The combined solution will support:

 

  • Next-generation data processing.Cloudera’s latest open source technology platforms support machine learning – which uses cognitive systems to automate quality control, data bridging and modeling, and other repetitive tasks—to drive evidence-based decisions for clients. Using the Hadoop cluster technology, IMS Health can extract, store and analyze vast quantities of unstructured data for generating new, more comprehensive insights for customers.

 

  • Accelerated time to insight.The IMS Health Big Data Factory will harness Hadoop’s parallel processing technology to streamline data acquisition and management, delivering powerful insights with higher efficiency.

 

  • Scalable data management.The Hadoop distributed file system (HDFS) eliminates data transfer bottlenecks, storage capacity delays and time spent adding new servers to augment traditional data clusters – enabling IMS Health to improve the speed and scalability of Big Data management.

 

“The insight that IMS Health will gain through the platform can ultimately be measured in better patient outcomes, and Cloudera is thrilled to work with them on this endeavor,”said Shawn Dolley, Cloudera Industry Leader for Health and Life Sciences.  “As the leading provider of open source Hadoop solutions, Cloudera and IMS Health are uniquely positioned to support the growing needs of healthcare organizations looking to optimize their data utilization and provide better care.”

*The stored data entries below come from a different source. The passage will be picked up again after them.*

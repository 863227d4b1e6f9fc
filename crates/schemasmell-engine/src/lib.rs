//! schemasmell engine
//!
//! This crate implements the checking side of schemasmell:
//! - The [`Check`] trait and the built-in check library
//! - Entity enumeration over a catalog
//! - The [`Orchestrator`] running checks and notifying observers

pub mod check;
pub mod checks;
pub mod entity;
pub mod orchestrator;

pub use check::{Check, CheckError};
pub use entity::{entities, Entity};
pub use orchestrator::{Observer, Orchestrator};

use schemasmell_core::{Database, Report};

/// Run every enabled built-in check over the whole catalog
pub fn check_database(database: &Database, disabled: &[String]) -> Result<Vec<Report>, CheckError> {
    let mut orchestrator = Orchestrator::new();
    orchestrator
        .add_checks(checks::all())
        .disable_checks(disabled)
        .add_entities(entities(database));
    orchestrator.run()
}
//! Non-strict SQL mode on MySQL 8 and later

use schemasmell_core::{Report, Status};

use crate::check::{Check, CheckError};
use crate::entity::Entity;

const STRICT_MODES: &[&str] = &["STRICT_ALL_TABLES", "STRICT_TRANS_TABLES"];

/// `sql_mode` a MySQL 8 server starts with
const DEFAULT_SQL_MODE: &str = "ONLY_FULL_GROUP_BY,STRICT_TRANS_TABLES,NO_ZERO_IN_DATE,\
NO_ZERO_DATE,ERROR_FOR_DIVISION_BY_ZERO,NO_ENGINE_SUBSTITUTION";

/// Upper-cased, de-duplicated mode names
fn normalize(sql_mode: &str) -> Vec<String> {
    let mut modes: Vec<String> = sql_mode
        .split(',')
        .map(|mode| mode.trim().trim_matches('\'').to_ascii_uppercase())
        .filter(|mode| !mode.is_empty())
        .collect();
    modes.sort();
    modes.dedup();
    modes
}

/// WARNING unless `sql_mode` makes invalid data an error
pub struct StrictMode;

impl Check for StrictMode {
    fn name(&self) -> &'static str {
        "strict_mode"
    }

    fn supports(&self, entity: &Entity<'_>) -> bool {
        entity
            .as_database()
            .and_then(|database| database.version())
            .is_some_and(|version| version.major >= 8)
    }

    fn run(&self, entity: &Entity<'_>) -> Result<Option<Report>, CheckError> {
        let Some(database) = entity.as_database() else {
            return Ok(None);
        };

        let sql_mode = database.variable("sql_mode").unwrap_or(DEFAULT_SQL_MODE);
        let modes = normalize(sql_mode);
        let strict = modes.iter().any(|mode| STRICT_MODES.contains(&mode.as_str()));

        let report = if strict {
            self.report(entity, Status::Ok, vec![])
        } else {
            self.report(
                entity,
                Status::Warning,
                vec!["sql_mode has neither STRICT_TRANS_TABLES nor STRICT_ALL_TABLES; invalid values are silently adjusted".to_string()],
            )
        };

        Ok(Some(report.with_data("sql_mode", modes.join(","))))
    }
}

#[cfg(test)]
mod tests {
    use super::*;
    use crate::checks::testing::status;
    use schemasmell_core::Database;

    fn database(version: &str, sql_mode: Option<&str>) -> Database {
        let mut database = Database::new("db1");
        database.set_variable("version", version);
        if let Some(sql_mode) = sql_mode {
            database.set_variable("sql_mode", sql_mode);
        }
        database
    }

    #[test]
    fn missing_strict_flag_warns() {
        let db = database("8.0.36", Some("NO_ENGINE_SUBSTITUTION"));
        assert_eq!(status(&StrictMode, &Entity::Database(&db)), Some(Status::Warning));

        let db = database("8.0.36", Some(""));
        assert_eq!(status(&StrictMode, &Entity::Database(&db)), Some(Status::Warning));
    }

    #[test]
    fn strict_flags_are_normalized() {
        let db = database("8.4.0", Some("no_engine_substitution, strict_all_tables"));
        assert_eq!(status(&StrictMode, &Entity::Database(&db)), Some(Status::Ok));
    }

    #[test]
    fn server_default_is_strict() {
        let db = database("8.0.36", None);
        assert_eq!(status(&StrictMode, &Entity::Database(&db)), Some(Status::Ok));
    }

    #[test]
    fn older_or_unknown_versions_are_skipped() {
        let db = database("5.7.44", Some(""));
        assert_eq!(status(&StrictMode, &Entity::Database(&db)), None);
        assert_eq!(status(&StrictMode, &Entity::Database(&Database::new("db1"))), None);
    }
}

Big Community was privileged to get an interview with Daniel Ng, Senior Director, APAC Cloudera on his views for the project. Here are the questions we posed to him.

If patients’ data is required for the collaboration between Cloudera and IMS, then how will the doctor patient confidentiality be affected and what steps will be taken to mitigate other privacy issues?

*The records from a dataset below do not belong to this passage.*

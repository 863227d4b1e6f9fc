//! Table default collations outside utf8mb4

use schemasmell_core::{Report, Status};

use crate::check::{Check, CheckError};
use crate::entity::Entity;

pub struct TableEncoding;

impl Check for TableEncoding {
    fn name(&self) -> &'static str {
        "table_encoding"
    }

    fn supports(&self, entity: &Entity<'_>) -> bool {
        entity
            .as_table()
            .is_some_and(|table| table.is_base_table() && table.info.table_collation.is_some())
    }

    fn run(&self, entity: &Entity<'_>) -> Result<Option<Report>, CheckError> {
        let Some(collation) = entity
            .as_table()
            .and_then(|table| table.info.table_collation.as_deref())
        else {
            return Ok(None);
        };

        let report = if collation.to_ascii_lowercase().starts_with("utf8mb4_") {
            self.report(entity, Status::Ok, vec![])
        } else {
            self.report(
                entity,
                Status::Concern,
                vec![format!(
                    "Table {} defaults to {}; utf8mb4 covers all of Unicode",
                    entity.name(),
                    collation
                )],
            )
        };

        Ok(Some(report.with_data("collation", collation)))
    }
}

#[cfg(test)]
mod tests {
    use super::*;
    use crate::checks::testing::{status, table};

    #[test]
    fn latin1_default_is_a_concern() {
        let t = table("CREATE TABLE t (a INT)");
        assert_eq!(status(&TableEncoding, &Entity::Table(&t)), Some(Status::Concern));
    }

    #[test]
    fn utf8mb4_is_ok() {
        let t = table("CREATE TABLE t (a INT) DEFAULT CHARSET=utf8mb4");
        assert_eq!(status(&TableEncoding, &Entity::Table(&t)), Some(Status::Ok));

        let t = table("CREATE TABLE t (a INT) COLLATE=utf8mb4_bin");
        assert_eq!(status(&TableEncoding, &Entity::Table(&t)), Some(Status::Ok));
    }
}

Healthcare data arrives at IMS in de-identified and anonymous formats.  While Cloudera professional services have helped, trained and supported IMS, it is IMS’ trained information technology staff whose vision, skills, and expertise with healthcare data and leading edge technologies, have made their next generation data warehouse a reality.  As a result, Cloudera is not exposed to the anonymous and de-identified data, and doctor-patient confidentiality issues are made moot by the data providers (to IMS), even before IMS is involved.

 

What specific insights are you looking to retrieve from the data collected?

IMS Health can generate hundreds of insights in minutes through use of Cloudera; something that used to take days.  These include building custom cohorts of patients where authors can select previous and current medications from electronic health record values and previous procedures, patient characteristics, genotytpes and many more.  Insights may relate to drug interactions, non-compliance, adverse events, efficacy of drugs and causal relationships in outcomes, all at a scale of up to millions of patients from a hundreds of millions sized patient database.

 

As the medical fraternity holds data in multiple silos, and retrieval and processing has been a major issue in the past, will Cloudera be looking to address this issue and how?

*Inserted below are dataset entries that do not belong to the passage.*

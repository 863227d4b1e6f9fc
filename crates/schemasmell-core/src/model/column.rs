//! Column entity

use serde::{Deserialize, Serialize};

use crate::metadata::{self, MetadataError, StorageSize, TypeClass};

/// `information_schema.COLUMNS.COLUMN_KEY`
#[derive(Debug, Clone, Copy, PartialEq, Eq, Hash, Default, Serialize, Deserialize)]
pub enum ColumnKey {
    #[default]
    #[serde(rename = "")]
    None,

    #[serde(rename = "PRI")]
    Primary,

    #[serde(rename = "UNI")]
    Unique,

    #[serde(rename = "MUL")]
    Multiple,
}

impl ColumnKey {
    pub fn as_str(&self) -> &'static str {
        match self {
            Self::None => "",
            Self::Primary => "PRI",
            Self::Unique => "UNI",
            Self::Multiple => "MUL",
        }
    }
}

/// Projection of `information_schema.COLUMNS`
#[derive(Debug, Clone, Default, PartialEq, Eq, Serialize, Deserialize)]
#[serde(default)]
pub struct ColumnInfo {
    pub ordinal_position: u32,
    pub column_default: Option<String>,
    pub is_nullable: bool,
    pub data_type: String,
    pub character_maximum_length: Option<u64>,
    pub character_octet_length: Option<u64>,
    pub numeric_precision: Option<u64>,
    pub numeric_scale: Option<u64>,
    pub datetime_precision: Option<u64>,
    pub character_set_name: Option<String>,
    pub collation_name: Option<String>,
    pub column_type: String,
    pub column_key: ColumnKey,
    pub extra: String,
    pub generation_expression: String,
    pub column_comment: String,
}

/// A table column
#[derive(Debug, Clone, PartialEq, Eq, Serialize, Deserialize)]
pub struct Column {
    pub name: String,

    /// Owning table (lookup key)
    #[serde(default)]
    pub table_name: String,

    /// Owning schema (lookup key)
    #[serde(default)]
    pub schema_name: String,

    #[serde(default)]
    pub info: ColumnInfo,

    /// ENUM / SET members
    #[serde(default, skip_serializing_if = "Vec::is_empty")]
    pub members: Vec<String>,

    /// Distinct values, when known
    #[serde(default)]
    pub cardinality: u64,
}

impl Column {
    pub fn new(name: impl Into<String>) -> Self {
        Self {
            name: name.into(),
            table_name: String::new(),
            schema_name: String::new(),
            info: ColumnInfo::default(),
            members: Vec::new(),
            cardinality: 0,
        }
    }

    /// `schema.table.column`
    pub fn qualified_name(&self) -> String {
        format!("{}.{}.{}", self.schema_name, self.table_name, self.name)
    }

    pub fn is_primary(&self) -> bool {
        self.info.column_key == ColumnKey::Primary
    }

    pub fn is_auto_increment(&self) -> bool {
        self.info.extra.to_ascii_lowercase().contains("auto_increment")
    }

    pub fn is_unsigned(&self) -> bool {
        self.info.column_type.to_ascii_lowercase().contains("unsigned")
    }

    /// Generated column that is computed on read
    pub fn is_virtual(&self) -> bool {
        self.info.extra.to_ascii_uppercase().contains("VIRTUAL GENERATED")
    }

    pub fn type_class(&self) -> Option<TypeClass> {
        metadata::classify(&self.info.data_type)
    }

    pub fn is_string(&self) -> bool {
        self.type_class() == Some(TypeClass::String)
    }

    pub fn is_integer(&self) -> bool {
        self.type_class() == Some(TypeClass::Integer)
    }

    /// Declared length, precision or fsp, whichever the type uses
    pub fn declared_length(&self) -> Option<u64> {
        match self.type_class()? {
            TypeClass::Integer | TypeClass::OtherNumeric => self.info.numeric_precision,
            TypeClass::String | TypeClass::Binary => self.info.character_maximum_length,
            TypeClass::Time => self.info.datetime_precision,
        }
    }

    pub fn storage_size(&self) -> Result<StorageSize, MetadataError> {
        let length = match self.info.data_type.as_str() {
            "enum" | "set" => Some(self.members.len() as u64),
            _ => self.declared_length(),
        };
        metadata::storage_size(&self.info.data_type, length, self.info.numeric_scale)
    }

    /// Capacity of an integer column
    pub fn max_value(&self) -> Result<u64, MetadataError> {
        metadata::max_value(&self.info.data_type, self.is_unsigned())
    }
}

#[cfg(test)]
mod tests {
    use super::*;

    fn varchar(name: &str, length: u64) -> Column {
        let mut column = Column::new(name);
        column.info.data_type = "varchar".into();
        column.info.column_type = format!("varchar({})", length);
        column.info.character_maximum_length = Some(length);
        column
    }

    #[test]
    fn storage_of_varchar() {
        let column = varchar("email", 255);
        assert!(column.is_string());
        assert_eq!(column.storage_size().unwrap().total(), 256);
    }

    #[test]
    fn enum_storage_uses_member_count() {
        let mut column = Column::new("state");
        column.info.data_type = "enum".into();
        column.members = vec!["new".into(), "paid".into()];
        assert_eq!(column.storage_size().unwrap().total(), 1);
    }

    #[test]
    fn unsigned_capacity() {
        let mut column = Column::new("id");
        column.info.data_type = "int".into();
        column.info.column_type = "int(10) unsigned".into();
        assert!(column.is_unsigned());
        assert_eq!(column.max_value().unwrap(), 4_294_967_295);
        assert!(varchar("name", 10).max_value().is_err());
    }

    #[test]
    fn column_key_serializes_like_information_schema() {
        assert_eq!(serde_json::to_string(&ColumnKey::Primary).unwrap(), "\"PRI\"");
        assert_eq!(serde_json::to_string(&ColumnKey::None).unwrap(), "\"\"");
        assert_eq!(ColumnKey::Multiple.as_str(), "MUL");
    }
}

The industry practitioners are beginning to believe in merging these silos into a large data lake. This does make sense assuming it can be secured, without enforcing any data models on data load, and then accessed in virtually limitless ways.  This ‘schema-on-read’ approach, that does not need an advanced understanding of physician, nurse, health economist, researcher, or other users’ data and analytic requirements, is the key to quickly driving data from sources into a hub.  At IMS, reducing the number of custom data warehouses or marts built for each end user, or question, saves days, and the statistical calculations within a silo often take longer to run than a massively parallel analysis on a data lake (especially when high-scale questions are involved).  Cloudera solves this by supporting the most open source, open standard Apache projects, certifying the most analytic data access tools available on the market, innovating in Search and Spark, developing and acquiring security technology, and thus delivering open source support to more healthcare companies than any other big data company in the world.